Biochemical characterization of the Vx3K0 and Vx3NB sensors. A, Scheme representing the principle of K63 polyubiquitinated protein purification using Vx3K0 (left) and the nonbinding Vx3NB as a control (right). B, In vivo characterization of purified proteins using sensor-based immunoprecipitation of proteins carrying K63 polyubiquitin chains.
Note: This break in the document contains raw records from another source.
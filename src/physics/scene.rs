// src/physics/scene.rs

use super::lattice::{self, BoundingBox, CellIndex};
use super::phonon::{self, Trajectory, DEFAULT_FRAME_COUNT};
use crate::config::Config;
use crate::error::{Result, VibError};
use crate::model::{
  defaults_table, resolve, AttributeTable, Coordinates, ResolvedAttributes, Structure,
};
use crate::utils::geometry::Point3;
use log::debug;
use rayon::prelude::*;
use serde::{Deserialize, Serialize};

/// Which wavevector drives the phase term q · r
#[derive(Debug, Clone, Copy, PartialEq, Default, Serialize, Deserialize)]
pub enum WavevectorSource {
  /// Zero vector: every cell moves in phase
  #[default]
  Gamma,
  /// The selected mode's own q-point
  FromMode,
  Explicit([f64; 3]),
}

#[derive(Debug, Clone, PartialEq, Serialize, Deserialize)]
#[serde(default)]
pub struct ModeSelection {
  pub mode_index: usize,
  pub wavevector: WavevectorSource,
  pub cell_id: CellIndex,
  pub frame_count: i64,
  /// Multiplies every resolved radius
  pub scale_factor: f64,
}

impl Default for ModeSelection {
  fn default() -> Self {
    Self {
      mode_index: 10,
      wavevector: WavevectorSource::Gamma,
      cell_id: [0, 0, 0],
      frame_count: DEFAULT_FRAME_COUNT,
      scale_factor: 1.0,
    }
  }
}

/// Attribute tables in priority order; absent tiers are skipped
#[derive(Debug, Clone, Copy)]
pub struct AttributeSources<'a> {
  pub overrides: Option<&'a AttributeTable>,
  pub user: Option<&'a AttributeTable>,
  pub defaults: &'a AttributeTable,
}

impl<'a> AttributeSources<'a> {
  pub fn defaults_only(defaults: &'a AttributeTable) -> Self {
    Self { overrides: None, user: None, defaults }
  }

  pub fn resolve(&self, symbol: &str) -> ResolvedAttributes {
    resolve(symbol, self.overrides, self.user, self.defaults)
  }
}

/// Everything Scene Assembly needs for one atom
#[derive(Debug, Clone)]
pub struct AnimatedAtom {
  pub index: usize,
  /// "{index}_{symbol}"
  pub name: String,
  pub symbol: String,
  /// Equilibrium Cartesian position in the selected cell
  pub position: Point3,
  /// Resolved radius times the selection's scale factor
  pub radius: f64,
  pub color: Option<[f64; 3]>,
  pub trajectory: Trajectory,
}

#[derive(Debug, Clone)]
pub struct ScenePlan {
  pub bounding_box: BoundingBox,
  pub atoms: Vec<AnimatedAtom>,
  pub frame_count: usize,
}

/// Computes positions, attributes and trajectories for every atom of the
/// selected mode. All preconditions are checked before any trajectory is
/// built, so the plan is either complete or not produced at all.
pub fn plan_scene(
  structure: &Structure,
  selection: &ModeSelection,
  sources: AttributeSources<'_>,
) -> Result<ScenePlan> {
  let mode = structure.modes.get(selection.mode_index).ok_or(VibError::ModeIndexOutOfRange {
    index: selection.mode_index,
    available: structure.modes.len(),
  })?;
  phonon::check_alignment(structure.atoms.len(), mode)?;
  if selection.frame_count <= 0 {
    return Err(VibError::InvalidFrameCount(selection.frame_count));
  }

  let qpt = match selection.wavevector {
    WavevectorSource::Gamma => [0.0; 3],
    WavevectorSource::FromMode => mode.qpt,
    WavevectorSource::Explicit(q) => q,
  };
  debug!(
    "Planning mode {} of {}: {} atoms, q = {:?}, cell {:?}, {} frames",
    selection.mode_index,
    structure.modes.len(),
    structure.atoms.len(),
    qpt,
    selection.cell_id,
    selection.frame_count
  );

  let lattice = &structure.lattice;
  let atoms = structure
    .atoms
    .par_iter()
    .zip(mode.vectors.par_iter())
    .enumerate()
    .map(|(index, (site, displacement))| -> Result<AnimatedAtom> {
      let position = match site.coordinates {
        Coordinates::Reduced => {
          lattice::reduced_to_cartesian(site.position, lattice, selection.cell_id)
        }
        Coordinates::Cartesian => {
          lattice::cartesian_with_cell_offset(site.position, lattice, selection.cell_id)
        }
      };
      let attributes = sources.resolve(&site.symbol);
      let trajectory =
        phonon::generate_trajectory(position, qpt, displacement, selection.frame_count)?;
      Ok(AnimatedAtom {
        index,
        name: format!("{}_{}", index, site.symbol),
        symbol: site.symbol.clone(),
        position,
        radius: attributes.radius * selection.scale_factor,
        color: attributes.color,
        trajectory,
      })
    })
    .collect::<Result<Vec<_>>>()?;

  Ok(ScenePlan {
    bounding_box: lattice::bounding_box_geometry(lattice),
    atoms,
    frame_count: selection.frame_count as usize,
  })
}

/// Plans with the selection, tables and validation policies held by `config`
pub fn plan_from_config(structure: &Structure, config: &Config) -> Result<ScenePlan> {
  lattice::check_lattice(&structure.lattice, config.lattice_validation)?;
  let user = config.load_user_table()?;
  let sources = AttributeSources {
    overrides: Some(&config.overrides),
    user: user.as_ref(),
    defaults: defaults_table(),
  };
  plan_scene(structure, &config.selection, sources)
}
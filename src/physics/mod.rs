// src/physics/mod.rs
pub mod lattice;
pub mod phonon;
pub mod scene;

pub use lattice::{
  bounding_box_geometry, cartesian_with_cell_offset, cell_to_vectors, reduced_to_cartesian,
  BoundingBox, CellIndex, CellParameters, LatticeVectors,
};
pub use phonon::{generate_trajectory, Trajectory, DEFAULT_FRAME_COUNT};
pub use scene::{plan_from_config, plan_scene, AttributeSources, ModeSelection, ScenePlan};
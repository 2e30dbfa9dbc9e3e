// src/utils/mod.rs
pub mod geometry;
pub mod linalg;
pub mod logger;
pub mod report;
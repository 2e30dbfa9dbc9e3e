// src/error.rs

//! Error types for mode animation.
//!
//! Missing radius or colour data is not an error: the resolver falls back to
//! a fixed radius and reports the colour as unresolved.

use thiserror::Error;

/// Errors raised by the lattice, trajectory and planning entry points.
#[derive(Error, Debug)]
pub enum VibError {
  /// A mode carries a different number of displacement vectors than there are atoms
  #[error("mode has {vectors} displacement vectors but the structure has {atoms} atoms")]
  IndexMismatch { atoms: usize, vectors: usize },

  /// Frame count of zero or below
  #[error("invalid frame count {0}: at least one frame is required")]
  InvalidFrameCount(i64),

  /// Selected mode does not exist
  #[error("mode index {index} out of range ({available} modes available)")]
  ModeIndexOutOfRange { index: usize, available: usize },

  /// Near-zero cell volume (only under a strict lattice policy)
  #[error("degenerate lattice: cell volume {volume:.3e}")]
  DegenerateLattice { volume: f64 },

  /// Out-of-range radius or colour (only under a strict attribute policy)
  #[error("invalid attribute for {symbol}: {reason}")]
  InvalidAttribute { symbol: String, reason: String },

  /// Standard I/O error
  #[error("I/O error: {0}")]
  Io(#[from] std::io::Error),

  /// Malformed JSON in a settings or attribute-table file
  #[error("JSON error: {0}")]
  Json(#[from] serde_json::Error),
}

pub type Result<T> = std::result::Result<T, VibError>;
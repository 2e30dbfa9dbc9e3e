// src/utils/logger.rs

use log::{Level, LevelFilter, Metadata, Record, SetLoggerError};
use std::io::Write;

static LOGGER: ConsoleLogger = ConsoleLogger;

struct ConsoleLogger;

/// Installs a stderr logger. Fails if another logger is already set.
pub fn init(level: LevelFilter) -> Result<(), SetLoggerError> {
  log::set_logger(&LOGGER).map(|()| log::set_max_level(level))
}

fn icon(level: Level) -> &'static str {
  match level {
    Level::Error => "🔴",
    Level::Warn => "🟠",
    Level::Info => "🔵",
    Level::Debug => "⚪",
    Level::Trace => "▫️",
  }
}

// Format: "🔴  [phononview::config] Error reading config: ..."
fn format_line(level: Level, target: &str, message: &str) -> String {
  format!("{}  [{}] {}", icon(level), target, message)
}

impl log::Log for ConsoleLogger {
  fn enabled(&self, metadata: &Metadata) -> bool {
    metadata.level() <= log::max_level()
  }

  fn log(&self, record: &Record) {
    if self.enabled(record.metadata()) {
      let line = format_line(record.level(), record.target(), &record.args().to_string());
      let _ = writeln!(std::io::stderr().lock(), "{}", line);
    }
  }

  fn flush(&self) {
    let _ = std::io::stderr().flush();
  }
}
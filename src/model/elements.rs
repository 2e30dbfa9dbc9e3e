// src/model/elements.rs

use super::attributes::{AtomAttributes, AttributeTable};
use std::sync::OnceLock;

// Global defaults (built once on first use)
static DEFAULTS_TABLE: OnceLock<AttributeTable> = OnceLock::new();

/// Built-in attribute table: covalent radii (Angstrom) and CPK colours.
/// Symbols missing here get the fallback radius and no colour.
pub fn defaults_table() -> &'static AttributeTable {
  DEFAULTS_TABLE.get_or_init(|| {
    let mut table = AttributeTable::new();
    load_embedded_elements(&mut table);
    table
  })
}

fn load_embedded_elements(table: &mut AttributeTable) {
  macro_rules! add_element {
    ($sym:expr, $r:expr, ($red:expr, $green:expr, $blue:expr)) => {
      table.insert($sym, AtomAttributes::new($r, [$red, $green, $blue]));
    };
  }

  // --- Period 1 ---
  add_element!("H", 0.37, (1.00, 1.00, 1.00));
  add_element!("He", 0.32, (0.85, 1.00, 1.00));

  // --- Period 2 ---
  add_element!("Li", 1.34, (0.80, 0.50, 1.00));
  add_element!("Be", 0.90, (0.76, 1.00, 0.00));
  add_element!("B", 0.82, (1.00, 0.70, 0.70));
  add_element!("C", 0.77, (0.20, 0.20, 0.20));
  add_element!("N", 0.75, (0.19, 0.31, 0.97));
  add_element!("O", 0.73, (1.00, 0.05, 0.05));
  add_element!("F", 0.71, (0.56, 0.88, 0.31));
  add_element!("Ne", 0.69, (0.70, 0.89, 0.96));

  // --- Period 3 ---
  add_element!("Na", 1.54, (0.67, 0.36, 0.95));
  add_element!("Mg", 1.30, (0.54, 1.00, 0.00));
  add_element!("Al", 1.18, (0.75, 0.65, 0.65));
  add_element!("Si", 1.11, (0.94, 0.78, 0.63));
  add_element!("P", 1.06, (1.00, 0.50, 0.00));
  add_element!("S", 1.02, (1.00, 1.00, 0.19));
  add_element!("Cl", 0.99, (0.12, 0.94, 0.12));
  add_element!("Ar", 0.97, (0.50, 0.82, 0.89));

  // --- Period 4 ---
  add_element!("K", 1.96, (0.56, 0.25, 0.83));
  add_element!("Ca", 1.74, (0.24, 1.00, 0.00));
  add_element!("Ti", 1.36, (0.75, 0.76, 0.78));
  add_element!("V", 1.25, (0.65, 0.65, 0.67));
  add_element!("Cr", 1.27, (0.54, 0.60, 0.78));
  add_element!("Mn", 1.39, (0.61, 0.48, 0.78));
  add_element!("Fe", 1.25, (0.88, 0.40, 0.20));
  add_element!("Co", 1.26, (0.94, 0.56, 0.63));
  add_element!("Ni", 1.21, (0.31, 0.82, 0.31));
  add_element!("Cu", 1.38, (0.78, 0.50, 0.20));
  add_element!("Zn", 1.31, (0.49, 0.50, 0.69));
  add_element!("Ga", 1.26, (0.76, 0.56, 0.56));
  add_element!("Ge", 1.22, (0.40, 0.56, 0.56));
  add_element!("As", 1.19, (0.74, 0.50, 0.89));
  add_element!("Se", 1.16, (1.00, 0.63, 0.00));
  add_element!("Br", 1.14, (0.65, 0.16, 0.16));
  add_element!("Kr", 1.10, (0.36, 0.72, 0.82));

  // --- Period 5 (selected) ---
  add_element!("Sr", 1.95, (0.00, 1.00, 0.00));
  add_element!("Zr", 1.75, (0.58, 0.88, 0.88));
  add_element!("Mo", 1.54, (0.33, 0.71, 0.71));
  add_element!("Pd", 1.39, (0.00, 0.41, 0.52));
  add_element!("Ag", 1.53, (0.75, 0.75, 0.75));
  add_element!("Sn", 1.39, (0.40, 0.50, 0.50));
  add_element!("I", 1.39, (0.58, 0.00, 0.58));

  // --- Period 6 (selected) ---
  add_element!("Ba", 2.15, (0.00, 0.79, 0.00));
  add_element!("W", 1.62, (0.13, 0.58, 0.84));
  add_element!("Pt", 1.36, (0.82, 0.82, 0.88));
  add_element!("Au", 1.44, (1.00, 0.82, 0.14));
  add_element!("Pb", 1.46, (0.34, 0.35, 0.38));
}
// src/utils/report.rs

use crate::physics::scene::ScenePlan;
use std::collections::HashMap;

const MAX_ROWS: usize = 20;

/// Text overview of a planned animation: composition, then one row per atom
pub fn plan_summary(plan: &ScenePlan) -> String {
  let mut counts: HashMap<&str, usize> = HashMap::new();
  for atom in &plan.atoms {
    *counts.entry(atom.symbol.as_str()).or_insert(0) += 1;
  }

  let mut parts: Vec<_> = counts.into_iter().collect();
  parts.sort_by(|a, b| a.0.cmp(b.0));

  let formula_str: String = parts
    .iter()
    .map(|(el, count)| format!("{}{}", el, count))
    .collect::<Vec<_>>()
    .join(" ");

  let mut out = String::new();
  out.push_str(&format!("Formula: {}\n", formula_str));
  out.push_str(&format!("Frames:  {}\n", plan.frame_count));
  out.push_str("------------------------------------------------------------------\n");
  out.push_str(&format!(
    "{:<8} {:<10} {:<8} {:<10} {:<10} {:<10} {:<10}\n",
    "Index", "Name", "Radius", "X", "Y", "Z", "Amplitude"
  ));
  out.push_str("------------------------------------------------------------------\n");

  for atom in plan.atoms.iter().take(MAX_ROWS) {
    out.push_str(&format!(
      "{:<8} {:<10} {:<8.3} {:<10.4} {:<10.4} {:<10.4} {:<10.4}\n",
      atom.index,
      atom.name,
      atom.radius,
      atom.position[0],
      atom.position[1],
      atom.position[2],
      atom.trajectory.max_displacement(atom.position)
    ));
  }

  if plan.atoms.len() > MAX_ROWS {
    out.push_str(&format!("... and {} more atoms.\n", plan.atoms.len() - MAX_ROWS));
  }

  out
}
Immunoprecipitation (IP) was performed using anti-GFP antibodies on RIPA buffer-solubilized protein extracts from wild-type (WT) and monoinsertional homozygous plants expressing free GFP, Vx3K0-HA-GFP, and Vx3NB-HA-GFP and subjected to immunoblotting with anti-GFP, anti-ubiquitin P4D1, anti-K63 polyubiquitin Apu3, and anti-K48 polyubiquitin Apu2 antibodies. The membrane was probed with the respective antibodies and stripped in the following order: anti-GFP, anti-K63 polyubiquitin (Apu3), anti-K48 polyubiquitin (Apu2), and anti-ubiquitin (P4D1) antibodies. The sizes of marker proteins in kD are indicated next to the respective blots. The asterisk indicates a nonspecific band recognized by the anti-GFP antibodies. Note that both Vx3K0 and Vx3NB sensors show partial cleavage, as attested by the presence of a signal migrating at the size of free GFP.